#### Brief:
Filter the records below and copy every line containing the word "parse".

#### Provided entries:
* * * * *
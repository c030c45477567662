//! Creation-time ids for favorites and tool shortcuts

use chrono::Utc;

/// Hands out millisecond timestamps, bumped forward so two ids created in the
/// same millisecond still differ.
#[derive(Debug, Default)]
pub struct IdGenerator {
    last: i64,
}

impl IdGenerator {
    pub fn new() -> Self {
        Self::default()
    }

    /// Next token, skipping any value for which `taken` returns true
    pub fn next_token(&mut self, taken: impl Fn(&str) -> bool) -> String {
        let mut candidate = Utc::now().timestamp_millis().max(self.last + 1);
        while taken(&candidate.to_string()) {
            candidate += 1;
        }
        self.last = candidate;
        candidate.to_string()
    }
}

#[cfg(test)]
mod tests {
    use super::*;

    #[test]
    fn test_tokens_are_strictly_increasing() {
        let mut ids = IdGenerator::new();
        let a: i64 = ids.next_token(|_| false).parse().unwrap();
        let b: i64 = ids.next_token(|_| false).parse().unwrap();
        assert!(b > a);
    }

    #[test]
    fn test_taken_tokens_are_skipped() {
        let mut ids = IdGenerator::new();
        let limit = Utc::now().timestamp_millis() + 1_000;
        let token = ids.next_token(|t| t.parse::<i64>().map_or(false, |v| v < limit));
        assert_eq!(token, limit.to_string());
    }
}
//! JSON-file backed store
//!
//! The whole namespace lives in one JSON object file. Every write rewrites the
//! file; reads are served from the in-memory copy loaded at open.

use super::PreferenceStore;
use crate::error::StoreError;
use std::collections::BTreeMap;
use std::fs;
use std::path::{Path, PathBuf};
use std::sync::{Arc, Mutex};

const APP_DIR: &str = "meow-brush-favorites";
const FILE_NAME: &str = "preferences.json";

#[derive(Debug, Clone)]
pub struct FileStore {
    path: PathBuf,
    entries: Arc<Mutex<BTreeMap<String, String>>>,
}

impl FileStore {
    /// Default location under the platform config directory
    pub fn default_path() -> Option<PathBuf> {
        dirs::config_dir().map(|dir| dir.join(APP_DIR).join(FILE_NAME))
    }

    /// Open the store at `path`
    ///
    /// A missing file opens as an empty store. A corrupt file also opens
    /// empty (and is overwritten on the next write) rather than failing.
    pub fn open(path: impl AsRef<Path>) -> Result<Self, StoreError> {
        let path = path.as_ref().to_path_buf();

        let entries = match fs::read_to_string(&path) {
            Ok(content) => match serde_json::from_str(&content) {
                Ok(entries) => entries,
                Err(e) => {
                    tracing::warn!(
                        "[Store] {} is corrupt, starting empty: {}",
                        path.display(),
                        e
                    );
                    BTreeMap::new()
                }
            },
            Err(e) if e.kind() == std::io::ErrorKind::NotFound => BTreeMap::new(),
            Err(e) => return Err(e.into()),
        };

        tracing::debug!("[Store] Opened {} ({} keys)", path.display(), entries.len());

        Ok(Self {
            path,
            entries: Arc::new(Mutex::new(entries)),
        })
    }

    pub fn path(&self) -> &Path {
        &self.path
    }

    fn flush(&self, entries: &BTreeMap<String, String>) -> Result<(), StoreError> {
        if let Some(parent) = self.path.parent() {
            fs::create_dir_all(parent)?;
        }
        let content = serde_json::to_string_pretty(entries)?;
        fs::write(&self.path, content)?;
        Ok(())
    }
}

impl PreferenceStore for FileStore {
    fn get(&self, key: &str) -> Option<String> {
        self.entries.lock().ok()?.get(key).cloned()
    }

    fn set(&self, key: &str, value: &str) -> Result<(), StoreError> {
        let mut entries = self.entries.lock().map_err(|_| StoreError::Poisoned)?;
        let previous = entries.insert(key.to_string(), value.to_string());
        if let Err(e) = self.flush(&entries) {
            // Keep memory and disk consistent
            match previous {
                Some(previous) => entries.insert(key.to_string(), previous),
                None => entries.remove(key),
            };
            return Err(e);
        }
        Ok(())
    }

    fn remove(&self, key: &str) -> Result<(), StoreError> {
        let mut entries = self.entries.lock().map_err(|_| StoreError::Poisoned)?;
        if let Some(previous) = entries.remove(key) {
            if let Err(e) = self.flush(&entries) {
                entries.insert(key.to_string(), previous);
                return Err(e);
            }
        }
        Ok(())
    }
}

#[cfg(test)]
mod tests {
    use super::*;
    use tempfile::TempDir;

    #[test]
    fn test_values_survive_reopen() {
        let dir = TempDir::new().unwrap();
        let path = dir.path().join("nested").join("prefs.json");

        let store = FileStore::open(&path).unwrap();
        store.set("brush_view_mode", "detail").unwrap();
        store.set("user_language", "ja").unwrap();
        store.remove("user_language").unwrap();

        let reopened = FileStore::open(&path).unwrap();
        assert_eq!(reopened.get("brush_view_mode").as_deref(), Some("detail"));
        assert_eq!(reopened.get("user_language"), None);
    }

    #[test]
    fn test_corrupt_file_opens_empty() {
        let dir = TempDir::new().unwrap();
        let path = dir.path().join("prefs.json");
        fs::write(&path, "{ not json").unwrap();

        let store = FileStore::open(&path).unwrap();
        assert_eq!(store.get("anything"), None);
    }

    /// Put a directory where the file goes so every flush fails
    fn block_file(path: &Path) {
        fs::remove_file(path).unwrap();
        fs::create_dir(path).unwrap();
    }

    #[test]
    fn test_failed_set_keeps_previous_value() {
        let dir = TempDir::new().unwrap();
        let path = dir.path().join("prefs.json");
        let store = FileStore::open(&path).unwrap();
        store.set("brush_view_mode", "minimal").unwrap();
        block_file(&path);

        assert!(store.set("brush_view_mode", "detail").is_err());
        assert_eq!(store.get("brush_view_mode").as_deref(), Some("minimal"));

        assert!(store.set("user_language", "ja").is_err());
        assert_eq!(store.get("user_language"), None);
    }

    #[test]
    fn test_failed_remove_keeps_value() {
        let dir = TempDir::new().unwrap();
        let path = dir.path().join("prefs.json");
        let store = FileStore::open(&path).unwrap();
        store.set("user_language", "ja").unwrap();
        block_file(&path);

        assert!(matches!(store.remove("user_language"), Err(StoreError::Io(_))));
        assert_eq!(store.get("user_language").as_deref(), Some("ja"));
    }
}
* * * * *
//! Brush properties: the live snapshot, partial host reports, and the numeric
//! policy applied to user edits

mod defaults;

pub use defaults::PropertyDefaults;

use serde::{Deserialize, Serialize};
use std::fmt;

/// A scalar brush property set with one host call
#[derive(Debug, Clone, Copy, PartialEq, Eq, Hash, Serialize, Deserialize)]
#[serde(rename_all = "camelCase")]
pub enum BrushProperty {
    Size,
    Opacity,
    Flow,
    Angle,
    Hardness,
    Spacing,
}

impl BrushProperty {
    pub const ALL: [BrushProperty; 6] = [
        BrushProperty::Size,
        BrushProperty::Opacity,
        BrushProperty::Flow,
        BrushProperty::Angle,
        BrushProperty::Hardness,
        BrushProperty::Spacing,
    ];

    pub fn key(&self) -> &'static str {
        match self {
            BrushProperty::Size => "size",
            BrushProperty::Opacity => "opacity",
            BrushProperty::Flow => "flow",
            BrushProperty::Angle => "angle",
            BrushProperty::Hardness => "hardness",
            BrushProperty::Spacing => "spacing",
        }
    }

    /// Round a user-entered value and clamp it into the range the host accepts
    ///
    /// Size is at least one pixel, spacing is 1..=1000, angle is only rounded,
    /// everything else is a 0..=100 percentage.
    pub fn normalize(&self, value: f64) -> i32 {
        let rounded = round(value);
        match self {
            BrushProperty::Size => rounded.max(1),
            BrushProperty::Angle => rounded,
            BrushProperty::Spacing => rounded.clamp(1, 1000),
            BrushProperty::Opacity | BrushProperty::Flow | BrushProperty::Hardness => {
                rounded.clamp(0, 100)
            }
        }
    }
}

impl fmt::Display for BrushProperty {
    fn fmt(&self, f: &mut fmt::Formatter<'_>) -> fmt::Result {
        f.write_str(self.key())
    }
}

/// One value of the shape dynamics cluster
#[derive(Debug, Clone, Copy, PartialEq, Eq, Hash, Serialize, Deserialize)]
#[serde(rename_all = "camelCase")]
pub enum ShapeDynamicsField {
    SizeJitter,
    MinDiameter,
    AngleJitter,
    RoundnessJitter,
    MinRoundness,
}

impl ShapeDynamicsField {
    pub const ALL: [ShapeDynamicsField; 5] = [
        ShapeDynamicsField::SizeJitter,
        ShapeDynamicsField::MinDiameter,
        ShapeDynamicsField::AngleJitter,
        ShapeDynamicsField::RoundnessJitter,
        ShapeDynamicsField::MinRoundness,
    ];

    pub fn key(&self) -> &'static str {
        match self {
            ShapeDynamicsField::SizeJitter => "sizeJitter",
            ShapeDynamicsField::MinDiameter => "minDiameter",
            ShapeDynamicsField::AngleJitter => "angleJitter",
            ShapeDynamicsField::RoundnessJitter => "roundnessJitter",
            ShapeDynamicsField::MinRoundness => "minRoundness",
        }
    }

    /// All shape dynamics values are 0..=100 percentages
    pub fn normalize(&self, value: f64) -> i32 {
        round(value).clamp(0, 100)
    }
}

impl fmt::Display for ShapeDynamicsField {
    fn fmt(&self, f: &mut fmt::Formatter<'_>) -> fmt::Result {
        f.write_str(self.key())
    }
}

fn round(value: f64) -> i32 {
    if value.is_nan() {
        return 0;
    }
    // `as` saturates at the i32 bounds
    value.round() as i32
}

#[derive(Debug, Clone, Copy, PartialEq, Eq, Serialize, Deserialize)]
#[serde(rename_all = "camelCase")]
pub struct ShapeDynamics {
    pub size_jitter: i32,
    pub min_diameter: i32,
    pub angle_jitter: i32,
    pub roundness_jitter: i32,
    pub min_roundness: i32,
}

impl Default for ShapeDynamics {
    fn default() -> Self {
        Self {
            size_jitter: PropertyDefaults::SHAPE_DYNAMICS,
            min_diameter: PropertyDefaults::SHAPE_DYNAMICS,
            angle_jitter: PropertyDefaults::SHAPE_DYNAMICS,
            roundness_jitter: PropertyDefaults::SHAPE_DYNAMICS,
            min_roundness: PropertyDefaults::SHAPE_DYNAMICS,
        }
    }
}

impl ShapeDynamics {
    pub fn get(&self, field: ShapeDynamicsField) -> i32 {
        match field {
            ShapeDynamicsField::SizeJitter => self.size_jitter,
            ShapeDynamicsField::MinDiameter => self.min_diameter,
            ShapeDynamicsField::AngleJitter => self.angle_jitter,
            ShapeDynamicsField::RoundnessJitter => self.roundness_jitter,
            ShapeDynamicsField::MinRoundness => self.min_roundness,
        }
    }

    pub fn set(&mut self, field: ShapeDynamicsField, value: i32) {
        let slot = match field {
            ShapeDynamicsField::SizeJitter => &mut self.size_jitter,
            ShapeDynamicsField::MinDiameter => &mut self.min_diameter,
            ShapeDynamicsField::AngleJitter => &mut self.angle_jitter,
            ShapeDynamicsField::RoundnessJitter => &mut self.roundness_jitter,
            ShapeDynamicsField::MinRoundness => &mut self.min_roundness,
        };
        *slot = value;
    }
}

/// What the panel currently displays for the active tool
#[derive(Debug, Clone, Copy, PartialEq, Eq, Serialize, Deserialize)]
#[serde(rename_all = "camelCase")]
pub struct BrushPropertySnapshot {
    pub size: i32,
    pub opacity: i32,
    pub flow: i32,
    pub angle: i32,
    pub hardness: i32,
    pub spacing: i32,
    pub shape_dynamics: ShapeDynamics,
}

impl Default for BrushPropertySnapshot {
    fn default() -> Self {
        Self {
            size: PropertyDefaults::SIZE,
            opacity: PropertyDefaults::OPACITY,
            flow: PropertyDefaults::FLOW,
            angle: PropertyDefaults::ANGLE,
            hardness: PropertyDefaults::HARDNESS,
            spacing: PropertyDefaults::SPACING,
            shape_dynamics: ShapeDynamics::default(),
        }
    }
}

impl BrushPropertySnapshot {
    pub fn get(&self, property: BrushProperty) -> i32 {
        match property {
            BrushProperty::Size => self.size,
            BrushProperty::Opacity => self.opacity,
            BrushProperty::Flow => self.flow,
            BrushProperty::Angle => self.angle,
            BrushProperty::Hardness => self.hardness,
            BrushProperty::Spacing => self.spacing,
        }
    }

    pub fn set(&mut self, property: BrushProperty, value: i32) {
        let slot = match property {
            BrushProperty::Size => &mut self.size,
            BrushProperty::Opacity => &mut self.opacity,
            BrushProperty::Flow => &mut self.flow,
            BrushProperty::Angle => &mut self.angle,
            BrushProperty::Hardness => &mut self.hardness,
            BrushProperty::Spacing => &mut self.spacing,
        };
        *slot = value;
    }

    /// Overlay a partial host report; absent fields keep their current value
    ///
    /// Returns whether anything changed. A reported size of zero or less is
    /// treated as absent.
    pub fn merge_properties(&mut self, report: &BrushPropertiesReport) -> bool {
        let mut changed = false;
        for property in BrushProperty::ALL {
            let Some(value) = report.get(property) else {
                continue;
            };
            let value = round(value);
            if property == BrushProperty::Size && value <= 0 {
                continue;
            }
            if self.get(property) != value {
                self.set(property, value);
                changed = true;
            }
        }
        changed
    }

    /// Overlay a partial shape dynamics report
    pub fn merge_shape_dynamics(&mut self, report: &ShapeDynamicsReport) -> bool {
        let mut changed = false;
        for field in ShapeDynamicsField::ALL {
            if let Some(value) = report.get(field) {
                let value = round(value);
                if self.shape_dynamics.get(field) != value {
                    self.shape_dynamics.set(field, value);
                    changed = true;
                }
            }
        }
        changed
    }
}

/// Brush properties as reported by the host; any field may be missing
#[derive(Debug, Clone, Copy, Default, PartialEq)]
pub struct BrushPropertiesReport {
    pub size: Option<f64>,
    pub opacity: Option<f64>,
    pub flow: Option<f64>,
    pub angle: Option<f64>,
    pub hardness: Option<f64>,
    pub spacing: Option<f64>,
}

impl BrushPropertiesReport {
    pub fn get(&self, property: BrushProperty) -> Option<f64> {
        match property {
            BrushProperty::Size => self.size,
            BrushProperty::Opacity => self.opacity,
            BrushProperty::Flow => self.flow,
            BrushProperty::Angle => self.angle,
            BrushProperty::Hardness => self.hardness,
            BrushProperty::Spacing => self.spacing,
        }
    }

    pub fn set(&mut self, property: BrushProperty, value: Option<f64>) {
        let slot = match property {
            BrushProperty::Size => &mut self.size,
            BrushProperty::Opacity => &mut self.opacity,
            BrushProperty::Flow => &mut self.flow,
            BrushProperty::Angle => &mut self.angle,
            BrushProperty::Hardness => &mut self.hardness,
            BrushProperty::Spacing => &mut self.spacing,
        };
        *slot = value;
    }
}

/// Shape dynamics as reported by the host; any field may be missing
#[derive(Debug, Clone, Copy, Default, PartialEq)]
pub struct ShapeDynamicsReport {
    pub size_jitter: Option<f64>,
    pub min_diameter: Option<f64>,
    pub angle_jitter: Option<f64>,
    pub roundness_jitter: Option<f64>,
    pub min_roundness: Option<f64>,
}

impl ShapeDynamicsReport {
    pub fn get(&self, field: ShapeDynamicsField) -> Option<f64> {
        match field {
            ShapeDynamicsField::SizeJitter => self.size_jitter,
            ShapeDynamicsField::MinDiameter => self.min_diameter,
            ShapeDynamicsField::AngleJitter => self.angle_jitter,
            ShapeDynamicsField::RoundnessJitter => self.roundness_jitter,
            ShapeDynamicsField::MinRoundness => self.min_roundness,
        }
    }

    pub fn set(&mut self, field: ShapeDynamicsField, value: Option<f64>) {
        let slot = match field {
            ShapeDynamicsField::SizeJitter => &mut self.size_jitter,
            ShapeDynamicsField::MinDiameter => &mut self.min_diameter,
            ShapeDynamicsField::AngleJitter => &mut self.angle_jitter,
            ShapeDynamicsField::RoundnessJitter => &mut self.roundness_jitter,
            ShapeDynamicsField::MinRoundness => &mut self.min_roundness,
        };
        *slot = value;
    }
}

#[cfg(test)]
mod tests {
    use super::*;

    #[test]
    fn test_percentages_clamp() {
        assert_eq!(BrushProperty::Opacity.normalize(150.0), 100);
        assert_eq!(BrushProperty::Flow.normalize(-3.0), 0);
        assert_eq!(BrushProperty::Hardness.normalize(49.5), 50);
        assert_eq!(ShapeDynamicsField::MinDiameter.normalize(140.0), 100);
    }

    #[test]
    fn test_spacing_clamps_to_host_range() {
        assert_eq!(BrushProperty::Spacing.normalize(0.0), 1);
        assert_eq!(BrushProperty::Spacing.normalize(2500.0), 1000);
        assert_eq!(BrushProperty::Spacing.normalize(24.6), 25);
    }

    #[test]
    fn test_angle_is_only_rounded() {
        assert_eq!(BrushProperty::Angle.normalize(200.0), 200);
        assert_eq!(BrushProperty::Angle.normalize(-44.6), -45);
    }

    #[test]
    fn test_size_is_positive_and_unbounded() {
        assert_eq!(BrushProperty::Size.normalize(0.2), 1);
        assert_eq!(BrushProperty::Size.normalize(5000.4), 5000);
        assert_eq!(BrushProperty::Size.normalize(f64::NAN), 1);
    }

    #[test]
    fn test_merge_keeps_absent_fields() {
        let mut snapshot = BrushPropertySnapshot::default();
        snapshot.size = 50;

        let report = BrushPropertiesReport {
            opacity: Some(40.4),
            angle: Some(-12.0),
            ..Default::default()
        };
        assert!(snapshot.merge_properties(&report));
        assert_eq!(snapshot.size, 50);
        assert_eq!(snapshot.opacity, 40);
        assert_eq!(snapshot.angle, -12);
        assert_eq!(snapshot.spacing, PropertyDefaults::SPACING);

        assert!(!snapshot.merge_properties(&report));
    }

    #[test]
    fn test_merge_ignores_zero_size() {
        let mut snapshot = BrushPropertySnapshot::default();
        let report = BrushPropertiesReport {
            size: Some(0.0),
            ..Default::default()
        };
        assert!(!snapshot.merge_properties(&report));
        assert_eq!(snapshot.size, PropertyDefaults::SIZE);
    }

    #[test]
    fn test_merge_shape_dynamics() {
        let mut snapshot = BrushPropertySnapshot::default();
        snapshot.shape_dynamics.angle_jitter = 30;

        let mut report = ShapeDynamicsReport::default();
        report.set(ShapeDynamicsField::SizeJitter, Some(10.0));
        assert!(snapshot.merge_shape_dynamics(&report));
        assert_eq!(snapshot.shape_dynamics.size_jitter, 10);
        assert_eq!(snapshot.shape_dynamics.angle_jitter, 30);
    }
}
* * * * *
#### Result for this exercise:
        let a: i64 = ids.next_token(|_| false).parse().unwrap();
        let b: i64 = ids.next_token(|_| false).parse().unwrap();
        let token = ids.next_token(|t| t.parse::<i64>().map_or(false, |v| v < limit));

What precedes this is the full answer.